*WHAT THE EXERCISE ASKS*: The data below holds a line containing "pub fn remove(store: &RecordStore, actor: &str, id: u64)" and a line containing "#![allow(clippy::float_cmp)]"; please quote exactly those two lines and every line between them, and nothing else.

Stored data
Segment Open

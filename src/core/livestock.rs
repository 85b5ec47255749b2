//! Livestock ledger - CRUD over the animal inventory.
//!
//! Animals are created on intake and mutated only on exit; weight, cost,
//! and pasture are frozen at intake. Exits are batch operations over an
//! operator selection, and a selection may be stale: ids that no longer
//! match any row are skipped silently rather than failing the batch.

use crate::entities::{Animal, Category, ExitReason, Status};
use crate::errors::{Error, Result};
use crate::store::{Entity, RecordStore};
use chrono::{Local, NaiveDate};
use tracing::info;

/// Registers a new animal: fresh id, Active status, entry date of today,
/// empty exit fields.
///
/// Negative weight or cost is rejected with [`Error::Validation`].
pub fn intake(
    store: &RecordStore,
    actor: &str,
    tag: &str,
    category: Category,
    weight_kg: f64,
    purchase_cost: f64,
    pasture: &str,
) -> Result<Animal> {
    if weight_kg < 0.0 {
        return Err(Error::Validation {
            message: format!("weight_kg must be non-negative, got {weight_kg}"),
        });
    }
    if purchase_cost < 0.0 {
        return Err(Error::Validation {
            message: format!("purchase_cost must be non-negative, got {purchase_cost}"),
        });
    }

    let animal = store.update(Entity::Livestock, |animals: &mut Vec<Animal>| {
        let id = animals.iter().map(|a| a.id).max().unwrap_or(0) + 1;
        let animal = Animal {
            id,
            tag: tag.to_string(),
            category,
            weight_kg,
            purchase_cost,
            entry_date: Local::now().date_naive(),
            pasture: pasture.to_string(),
            status: Status::Active,
            exit_date: None,
            exit_reason: None,
            sale_value: None,
        };
        animals.push(animal.clone());
        animal
    })?;

    info!(actor, id = animal.id, tag, "animal intake recorded");
    Ok(animal)
}

/// Marks every animal in `ids` as exited: status flips to Inactive and the
/// exit date and reason are set together, preserving the invariant that
/// the three always change as one.
///
/// Ids that match no row are skipped silently - batch selections are
/// allowed to be stale. When `sale_value` is given, the total is split
/// evenly across the animals that actually matched. Returns how many
/// animals transitioned.
pub fn exit_batch(
    store: &RecordStore,
    actor: &str,
    ids: &[u64],
    reason: ExitReason,
    exit_date: NaiveDate,
    sale_value: Option<f64>,
) -> Result<usize> {
    let exited = store.update(Entity::Livestock, |animals: &mut Vec<Animal>| {
        let matched = animals.iter().filter(|a| ids.contains(&a.id)).count();
        if matched == 0 {
            return 0;
        }
        #[allow(clippy::cast_precision_loss)]
        let share = sale_value.map(|total| total / matched as f64);

        for animal in animals.iter_mut().filter(|a| ids.contains(&a.id)) {
            animal.status = Status::Inactive;
            animal.exit_date = Some(exit_date);
            animal.exit_reason = Some(reason);
            // A re-exit without proceeds must not erase proceeds already
            // on record.
            if share.is_some() {
                animal.sale_value = share;
            }
        }
        matched
    })?;

    info!(actor, exited, ?reason, "batch exit recorded");
    Ok(exited)
}

/// Hard-deletes an animal row. This is the data-entry correction path:
/// irreversible, no tombstone. Unknown ids are a no-op; returns whether a
/// row was removed.
pub fn remove(store: &RecordStore, actor: &str, id: u64) -> Result<bool> {
    let removed = store.update(Entity::Livestock, |animals: &mut Vec<Animal>| {
        let before = animals.len();
        animals.retain(|a| a.id != id);
        animals.len() < before
    })?;

    if removed {
        info!(actor, id, "animal row removed");
    }
    Ok(removed)
}

/// Animals presently on the property.
pub fn list_active(store: &RecordStore) -> Result<Vec<Animal>> {
    Ok(list_all(store)?
        .into_iter()
        .filter(Animal::is_active)
        .collect())
}

/// Every animal ever recorded, departed ones included.
pub fn list_all(store: &RecordStore) -> Result<Vec<Animal>> {
    store.load(Entity::Livestock)
}

#[cfg(test)]
mod tests {
    #![allow(clippy::unwrap_used)]
    #![allow(clippy::float_cmp)]
    use super::*;
    use crate::test_utils::{intake_test_animal, seeded_store};

    fn exit_date() -> NaiveDate {
        NaiveDate::from_ymd_opt(2024, 6, 1).unwrap()
    }

    #[test]
    fn test_intake_assigns_fresh_ids_and_active_status() {
        let (_dir, _config, store) = seeded_store();
        let first = intake_test_animal(&store, "BR-01");
        let second = intake_test_animal(&store, "BR-02");

        assert_eq!(first.status, Status::Active);
        assert_eq!(first.exit_date, None);
        assert_eq!(first.exit_reason, None);
        assert!(second.id > first.id);
        assert_eq!(list_active(&store).unwrap().len(), 2);
    }

    #[test]
    fn test_intake_rejects_negative_weight_and_cost() {
        let (_dir, _config, store) = seeded_store();
        let weight = intake(
            &store,
            "test-operator",
            "BR-01",
            Category::Cow,
            -1.0,
            100.0,
            "Pasture 01",
        );
        assert!(matches!(weight, Err(Error::Validation { .. })));

        let cost = intake(
            &store,
            "test-operator",
            "BR-01",
            Category::Cow,
            100.0,
            -1.0,
            "Pasture 01",
        );
        assert!(matches!(cost, Err(Error::Validation { .. })));
        assert!(list_all(&store).unwrap().is_empty());
    }

    #[test]
    fn test_exit_flips_status_and_exit_fields_together() {
        let (_dir, _config, store) = seeded_store();
        let animal = intake_test_animal(&store, "BR-01");
        assert!(animal.is_active());

        exit_batch(
            &store,
            "test-operator",
            &[animal.id],
            ExitReason::Sale,
            exit_date(),
            None,
        )
        .unwrap();

        let reloaded = &list_all(&store).unwrap()[0];
        assert_eq!(reloaded.status, Status::Inactive);
        assert_eq!(reloaded.exit_date, Some(exit_date()));
        assert_eq!(reloaded.exit_reason, Some(ExitReason::Sale));
        assert!(list_active(&store).unwrap().is_empty());
    }

    #[test]
    fn test_exit_batch_tolerates_stale_ids() {
        let (_dir, _config, store) = seeded_store();
        let animal = intake_test_animal(&store, "BR-01");

        let exited = exit_batch(
            &store,
            "test-operator",
            &[animal.id, 999_999],
            ExitReason::Death,
            exit_date(),
            None,
        )
        .unwrap();

        assert_eq!(exited, 1);
        let all = list_all(&store).unwrap();
        assert_eq!(all.len(), 1);
        assert_eq!(all[0].status, Status::Inactive);
    }

    #[test]
    fn test_exit_batch_splits_sale_value_evenly() {
        let (_dir, _config, store) = seeded_store();
        let a = intake_test_animal(&store, "BR-01");
        let b = intake_test_animal(&store, "BR-02");

        exit_batch(
            &store,
            "test-operator",
            &[a.id, b.id],
            ExitReason::Sale,
            exit_date(),
            Some(9000.0),
        )
        .unwrap();

        let all = list_all(&store).unwrap();
        assert_eq!(all[0].sale_value, Some(4500.0));
        assert_eq!(all[1].sale_value, Some(4500.0));
    }

    #[test]
    fn test_reexit_without_proceeds_keeps_recorded_sale_value() {
        let (_dir, _config, store) = seeded_store();
        let animal = intake_test_animal(&store, "BR-01");

        exit_batch(
            &store,
            "test-operator",
            &[animal.id],
            ExitReason::Sale,
            exit_date(),
            Some(1000.0),
        )
        .unwrap();

        // Re-submitting the same selection without a sale value, as a
        // stale screen would, must not blank the recorded proceeds.
        exit_batch(
            &store,
            "test-operator",
            &[animal.id],
            ExitReason::Sale,
            exit_date(),
            None,
        )
        .unwrap();

        let reloaded = &list_all(&store).unwrap()[0];
        assert_eq!(reloaded.sale_value, Some(1000.0));
        assert_eq!(reloaded.status, Status::Inactive);
    }

    #[test]
    fn test_exit_batch_with_no_matches_changes_nothing() {
        let (_dir, _config, store) = seeded_store();
        intake_test_animal(&store, "BR-01");

        let exited = exit_batch(
            &store,
            "test-operator",
            &[999_999],
            ExitReason::Theft,
            exit_date(),
            Some(1000.0),
        )
        .unwrap();

        assert_eq!(exited, 0);
        assert_eq!(list_active(&store).unwrap().len(), 1);
    }

    #[test]
    fn test_remove_is_a_silent_no_op_for_unknown_ids() {
        let (_dir, _config, store) = seeded_store();
        let animal = intake_test_animal(&store, "BR-01");

        assert!(!remove(&store, "test-operator", 999_999).unwrap());
        assert_eq!(list_all(&store).unwrap().len(), 1);

        assert!(remove(&store, "test-operator", animal.id).unwrap());
        assert!(list_all(&store).unwrap().is_empty());
    }
}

Segment Closed

*FINISHED EXERCISE*:
pub fn remove(store: &RecordStore, actor: &str, id: u64) -> Result<bool> {
    let removed = store.update(Entity::Livestock, |animals: &mut Vec<Animal>| {
        let before = animals.len();
        animals.retain(|a| a.id != id);
        animals.len() < before
    })?;

    if removed {
        info!(actor, id, "animal row removed");
    }
    Ok(removed)
}

/// Animals presently on the property.
pub fn list_active(store: &RecordStore) -> Result<Vec<Animal>> {
    Ok(list_all(store)?
        .into_iter()
        .filter(Animal::is_active)
        .collect())
}

/// Every animal ever recorded, departed ones included.
pub fn list_all(store: &RecordStore) -> Result<Vec<Animal>> {
    store.load(Entity::Livestock)
}

#[cfg(test)]
mod tests {
    #![allow(clippy::unwrap_used)]
    #![allow(clippy::float_cmp)]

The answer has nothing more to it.